LONDON – As the coronavirus disease 2019 (COVID-19) creates unprecedented debt, climate change could lead to defaults on a planet dangerously close, according to the United Nations panel, to warming.

To avoid catastrophe, countries adhere to carbon reduction measures. But that would be costly and likely add to the global debt buildup that asset manager Janus Henderson estimated had risen to $62.5 trillion by the end of last year.

With floods and wildfires sweeping the world, estimates differ on how much damage warming will do to its economy.

But a report earlier this year from the Bank of America (BofA) put the amount at $54-69 trillion by 2100, which compares to an assessment of the entire global economy of about $80 trillion.

A study by index provider FTSE Russell warned that the financial consequences could appear in less than a decade.

Julian Moussaoui, co-author of the report and senior director of sustainable investing at FTSE Russell, added that the first climate-related credit rating cuts will soon hit countries.

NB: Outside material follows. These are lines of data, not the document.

//! # 负载模块
//!
//! 负载有两种形态：普通消息，或以明文标记包裹的受保护消息
//! `[PROTECTED]<password>[DATA]<message>`。
//!
//! 注意：这里的"密码"以明文与消息一同嵌入，仅做字节相等比较，
//! 不提供任何机密性或完整性保证。

use crate::constants::{DATA_SEPARATOR, PROTECTED_MARKER};
use crate::error::StegoError;
use log::trace;

/// 嵌入图像的逻辑字节序列。
#[derive(Debug, Clone, PartialEq, Eq)]
pub enum Payload {
    Plain(Vec<u8>),
    Protected { password: Vec<u8>, message: Vec<u8> },
}

impl Payload {
    /// 根据是否提供了非空密码选择负载形态。
    pub fn new(message: &[u8], password: Option<&[u8]>) -> Self {
        match password.filter(|p| !p.is_empty()) {
            Some(password) => Payload::Protected {
                password: password.to_vec(),
                message: message.to_vec(),
            },
            None => Payload::Plain(message.to_vec()),
        }
    }

    /// 序列化后的字节长度。
    pub fn len(&self) -> usize {
        match self {
            Payload::Plain(message) => message.len(),
            Payload::Protected { password, message } => {
                PROTECTED_MARKER.len() + password.len() + DATA_SEPARATOR.len() + message.len()
            }
        }
    }

    pub fn is_empty(&self) -> bool {
        self.len() == 0
    }

    pub fn is_protected(&self) -> bool {
        matches!(self, Payload::Protected { .. })
    }

    /// 生成实际写入图像的字节序列。
    pub fn to_bytes(&self) -> Vec<u8> {
        match self {
            Payload::Plain(message) => message.clone(),
            Payload::Protected { password, message } => {
                let mut bytes = Vec::with_capacity(self.len());
                bytes.extend_from_slice(PROTECTED_MARKER);
                bytes.extend_from_slice(password);
                bytes.extend_from_slice(DATA_SEPARATOR);
                bytes.extend_from_slice(message);
                bytes
            }
        }
    }

    /// 从解码出的字节序列识别负载形态。
    ///
    /// 以 `[PROTECTED]` 开头的序列必须恰好包含一个 `[DATA]` 分隔符。
    ///
    /// # Errors
    ///
    /// 受保护负载缺少分隔符或包含多个分隔符时返回 `StegoError::InvalidProtectedFormat`。
    pub fn parse(bytes: Vec<u8>) -> Result<Self, StegoError> {
        if !bytes.starts_with(PROTECTED_MARKER) {
            trace!("payload carries no protection marker");
            return Ok(Payload::Plain(bytes));
        }

        let separator = find(&bytes, DATA_SEPARATOR).ok_or(StegoError::InvalidProtectedFormat)?;
        let rest = &bytes[separator + DATA_SEPARATOR.len()..];
        if find(rest, DATA_SEPARATOR).is_some() {
            return Err(StegoError::InvalidProtectedFormat);
        }

        trace!("payload carries protection marker");
        Ok(Payload::Protected {
            password: bytes[PROTECTED_MARKER.len()..separator].to_vec(),
            message: rest.to_vec(),
        })
    }

    /// 校验密码并取出消息正文。空密码视为未提供。
    ///
    /// # Errors
    ///
    /// * 受保护负载未提供密码时返回 `StegoError::PasswordRequired`。
    /// * 密码不匹配时返回 `StegoError::IncorrectPassword`。
    pub fn unlock(self, password: Option<&[u8]>) -> Result<Vec<u8>, StegoError> {
        match self {
            Payload::Plain(message) => Ok(message),
            Payload::Protected {
                password: stored,
                message,
            } => {
                let supplied = password
                    .filter(|p| !p.is_empty())
                    .ok_or(StegoError::PasswordRequired)?;
                if supplied != stored.as_slice() {
                    return Err(StegoError::IncorrectPassword);
                }
                Ok(message)
            }
        }
    }
}

fn find(haystack: &[u8], needle: &[u8]) -> Option<usize> {
    haystack
        .windows(needle.len())
        .position(|window| window == needle)
}
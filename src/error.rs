//! # 错误类型模块
//!
//! 编解码核心返回的强类型错误。命令行层再用 `anyhow` 为其附加上下文。

use thiserror::Error;

/// 错误的粗粒度分类。
#[derive(Debug, Clone, Copy, PartialEq, Eq)]
pub enum ErrorKind {
    /// 图像容量不足以容纳头部与负载。
    Capacity,
    /// 头部或负载格式无效。
    Format,
    /// 受保护的消息缺少密码或密码错误。
    Auth,
    /// 调用方提供了无效输入。
    Input,
}

/// 隐写编解码过程中可能出现的错误。
#[derive(Error, Debug, Clone, PartialEq, Eq)]
pub enum StegoError {
    #[error("Message is too large for this image: required {required} bits, available {available} bits")]
    Capacity { required: usize, available: usize },

    #[error("Invalid data or no message found (header length {length}, capacity {capacity} bits)")]
    InvalidHeader { length: u64, capacity: usize },

    #[error("Malformed bit sequence: {0}")]
    MalformedBits(&'static str),

    #[error("Invalid protected message format")]
    InvalidProtectedFormat,

    #[error("Recovered message is not valid UTF-8")]
    InvalidText,

    #[error("This message is password protected")]
    PasswordRequired,

    #[error("Incorrect password")]
    IncorrectPassword,

    #[error("Please enter a message to hide")]
    EmptyMessage,

    #[error("Pixel buffer length {0} is not a multiple of 4 (RGBA)")]
    InvalidPixelBuffer(usize),

    #[error("The steganographic region extends beyond the image data boundary")]
    OutOfBounds,
}

impl StegoError {
    /// 返回错误所属的分类。
    pub fn kind(&self) -> ErrorKind {
        match self {
            StegoError::Capacity { .. } => ErrorKind::Capacity,
            StegoError::InvalidHeader { .. }
            | StegoError::MalformedBits(_)
            | StegoError::InvalidProtectedFormat
            | StegoError::InvalidText
            | StegoError::OutOfBounds => ErrorKind::Format,
            StegoError::PasswordRequired | StegoError::IncorrectPassword => ErrorKind::Auth,
            StegoError::EmptyMessage | StegoError::InvalidPixelBuffer(_) => ErrorKind::Input,
        }
    }
}
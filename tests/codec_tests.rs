use lsb_veil::{
    ErrorKind, PixelBuffer, StegoError, decode, decode_bytes, encode, encode_bytes, inspect,
};
use rand::{Rng, RngCore};

/// 生成包含 `pixels` 个随机像素的缓冲区
fn random_pixels(pixels: usize) -> PixelBuffer {
    let mut raw = vec![0u8; pixels * 4];
    rand::rng().fill_bytes(&mut raw);
    PixelBuffer::new(raw).expect("length is a multiple of 4")
}

fn random_ascii(len: usize) -> String {
    let mut rng = rand::rng();
    (0..len)
        .map(|_| rng.random_range(0x20u8..0x7f) as char)
        .collect()
}

fn carrier_bits(pixels: &PixelBuffer, range: std::ops::Range<usize>) -> String {
    range
        .map(|i| if pixels.as_bytes()[i * 4] & 1 == 1 { '1' } else { '0' })
        .collect()
}

/// 10x10 图像中隐藏 "hi" 的具体布局
#[test]
fn test_hi_in_ten_by_ten_image() -> Result<(), StegoError> {
    let cover = random_pixels(10 * 10);
    assert_eq!(cover.capacity(), 100);

    let hidden = encode(&cover, "hi", None)?;

    assert_eq!(
        carrier_bits(&hidden, 0..32),
        "00000000000000000000000000010000"
    );
    assert_eq!(carrier_bits(&hidden, 32..48), "0110100001101001");
    assert_eq!(decode(&hidden, None)?, "hi");

    Ok(())
}

#[test]
fn test_round_trip_random_messages() -> Result<(), StegoError> {
    for len in [1, 7, 64, 255] {
        let message = random_ascii(len);
        let cover = random_pixels(32 + len * 8 + 13);
        let hidden = encode(&cover, &message, None)?;
        assert_eq!(decode(&hidden, None)?, message);
    }
    Ok(())
}

#[test]
fn test_round_trip_with_password() -> Result<(), StegoError> {
    let cover = random_pixels(2048);
    let message = random_ascii(80);

    let hidden = encode(&cover, &message, Some("p@ss"))?;
    assert_eq!(decode(&hidden, Some("p@ss"))?, message);

    Ok(())
}

#[test]
fn test_password_enforcement() -> Result<(), StegoError> {
    let cover = random_pixels(2048);
    let hidden = encode(&cover, "top secret", Some("Password"))?;

    let missing = decode(&hidden, None).unwrap_err();
    assert_eq!(missing, StegoError::PasswordRequired);
    assert_eq!(missing.kind(), ErrorKind::Auth);

    for wrong in ["password", "Password ", "Passwor", "x"] {
        assert_eq!(decode(&hidden, Some(wrong)), Err(StegoError::IncorrectPassword));
    }
    assert_eq!(decode(&hidden, Some("")), Err(StegoError::PasswordRequired));

    Ok(())
}

#[test]
fn test_empty_password_embeds_plain_message() -> Result<(), StegoError> {
    let cover = random_pixels(512);
    let hidden = encode(&cover, "open", Some(""))?;

    assert_eq!(decode(&hidden, None)?, "open");
    assert!(!inspect(&hidden)?.protected);

    Ok(())
}

#[test]
fn test_capacity_boundary() -> Result<(), StegoError> {
    let message = random_ascii(12);
    let exact = random_pixels(32 + 12 * 8);

    let hidden = encode(&exact, &message, None)?;
    assert_eq!(decode(&hidden, None)?, message);

    let short = random_pixels(32 + 12 * 8 - 1);
    let err = encode(&short, &message, None).unwrap_err();
    assert_eq!(
        err,
        StegoError::Capacity {
            required: 32 + 96,
            available: 32 + 95
        }
    );
    assert_eq!(err.kind(), ErrorKind::Capacity);

    Ok(())
}

#[test]
fn test_capacity_counts_password_wrapper() {
    // "[PROTECTED]" + "pw" + "[DATA]" + "hi" = 21 字节
    let cover = random_pixels(32 + 21 * 8 - 1);
    assert_eq!(
        encode(&cover, "hi", Some("pw")).map(|_| ()),
        Err(StegoError::Capacity {
            required: 32 + 168,
            available: 32 + 167
        })
    );
    assert!(encode(&cover, "hi", None).is_ok());
}

#[test]
fn test_only_carrier_bytes_change() -> Result<(), StegoError> {
    let cover = random_pixels(1000);
    let snapshot = cover.clone();
    let message = random_ascii(40);
    let used_pixels = 32 + message.len() * 8;

    let hidden = encode(&cover, &message, None)?;

    assert_eq!(cover, snapshot, "The input buffer must not be mutated.");
    assert_eq!(hidden.as_bytes().len(), cover.as_bytes().len());

    for (i, (before, after)) in cover.as_bytes().iter().zip(hidden.as_bytes()).enumerate() {
        let pixel = i / 4;
        if i % 4 == 0 && pixel < used_pixels {
            assert_eq!(before & !1, after & !1, "upper bits changed at byte {i}");
        } else {
            assert_eq!(before, after, "byte {i} outside the frame changed");
        }
    }

    Ok(())
}

#[test]
fn test_garbage_header_is_rejected() {
    // 全 0xFF 的缓冲区头部解析为 u32::MAX，远超容量
    let saturated = PixelBuffer::new(vec![0xFF; 400]).unwrap();
    let err = decode(&saturated, None).unwrap_err();
    assert!(matches!(err, StegoError::InvalidHeader { .. }));
    assert_eq!(err.kind(), ErrorKind::Format);

    // 全零头部表示没有消息
    let empty = PixelBuffer::new(vec![0u8; 400]).unwrap();
    assert_eq!(
        decode(&empty, None),
        Err(StegoError::InvalidHeader {
            length: 0,
            capacity: 100
        })
    );
}

#[test]
fn test_header_must_fit_in_capacity() -> Result<(), StegoError> {
    let cover = random_pixels(32 + 16);
    let hidden = encode(&cover, "ok", None)?;

    // 截去最后一个像素后，头部声明的长度超出容量
    let mut raw = hidden.into_inner();
    raw.truncate(raw.len() - 4);
    let truncated = PixelBuffer::new(raw)?;

    assert_eq!(decode(&truncated, None).unwrap_err().kind(), ErrorKind::Format);
    Ok(())
}

#[test]
fn test_too_small_for_header() {
    let tiny = random_pixels(16);
    assert_eq!(decode(&tiny, None).unwrap_err().kind(), ErrorKind::Format);
    assert_eq!(encode(&tiny, "a", None).unwrap_err().kind(), ErrorKind::Capacity);
}

#[test]
fn test_marker_collision_in_protected_message() -> Result<(), StegoError> {
    let cover = random_pixels(1024);
    let hidden = encode(&cover, "a[DATA]b", Some("pw"))?;

    assert_eq!(
        decode(&hidden, Some("pw")),
        Err(StegoError::InvalidProtectedFormat)
    );
    Ok(())
}

#[test]
fn test_plain_message_that_looks_protected() -> Result<(), StegoError> {
    let cover = random_pixels(1024);
    let hidden = encode(&cover, "[PROTECTED]pw[DATA]hello", None)?;

    // 普通消息与受保护消息的线格式相同，解码时按受保护消息处理
    assert_eq!(decode(&hidden, None), Err(StegoError::PasswordRequired));
    assert_eq!(decode(&hidden, Some("pw"))?, "hello");
    Ok(())
}

#[test]
fn test_utf8_and_raw_bytes() -> Result<(), StegoError> {
    let cover = random_pixels(1024);

    let hidden = encode(&cover, "héllo 世界", None)?;
    assert_eq!(decode(&hidden, None)?, "héllo 世界");

    // 单字节 Latin-1 数据不是合法的 UTF-8，只能按字节恢复
    let latin1 = [b'c', b'a', b'f', 0xE9];
    let hidden = encode_bytes(&cover, &latin1, None)?;
    assert_eq!(decode(&hidden, None), Err(StegoError::InvalidText));
    assert_eq!(decode_bytes(&hidden, None)?, latin1);

    Ok(())
}

#[test]
fn test_inspect_reports_frame() -> Result<(), StegoError> {
    let cover = random_pixels(512);

    let plain = inspect(&encode(&cover, "abc", None)?)?;
    assert_eq!(plain.payload_bits, 24);
    assert!(!plain.protected);
    assert_eq!(plain.capacity, 512);

    let protected = inspect(&encode(&cover, "abc", Some("k"))?)?;
    assert!(protected.protected);
    assert_eq!(protected.payload_bits, (11 + 1 + 6 + 3) * 8);

    Ok(())
}

#[test]
fn test_pixel_buffer_rejects_partial_pixels() {
    let err = PixelBuffer::new(vec![0u8; 10]).unwrap_err();
    assert_eq!(err, StegoError::InvalidPixelBuffer(10));
    assert_eq!(err.kind(), ErrorKind::Input);
}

In the worst case, developing countries, including Malaysia, South Africa, Mexico and even wealthier economies like Italy could be in default by 2050.

The study concluded that in another case, where government responses are initially slow, countries such as Australia, Poland, Japan and Israel would also be at risk of default and downgrade.

Studies like this show that while developing countries are inherently more vulnerable to rising sea levels and drought, rich countries will not survive the consequences of climate change.

“You can talk about climate change and its impact and it won’t be long before someone is talking about Barbados or Fiji or the Maldives,” Moritz Kramer, chief economist at Countryrisk.io and former head of sovereign ratings at S&P Global.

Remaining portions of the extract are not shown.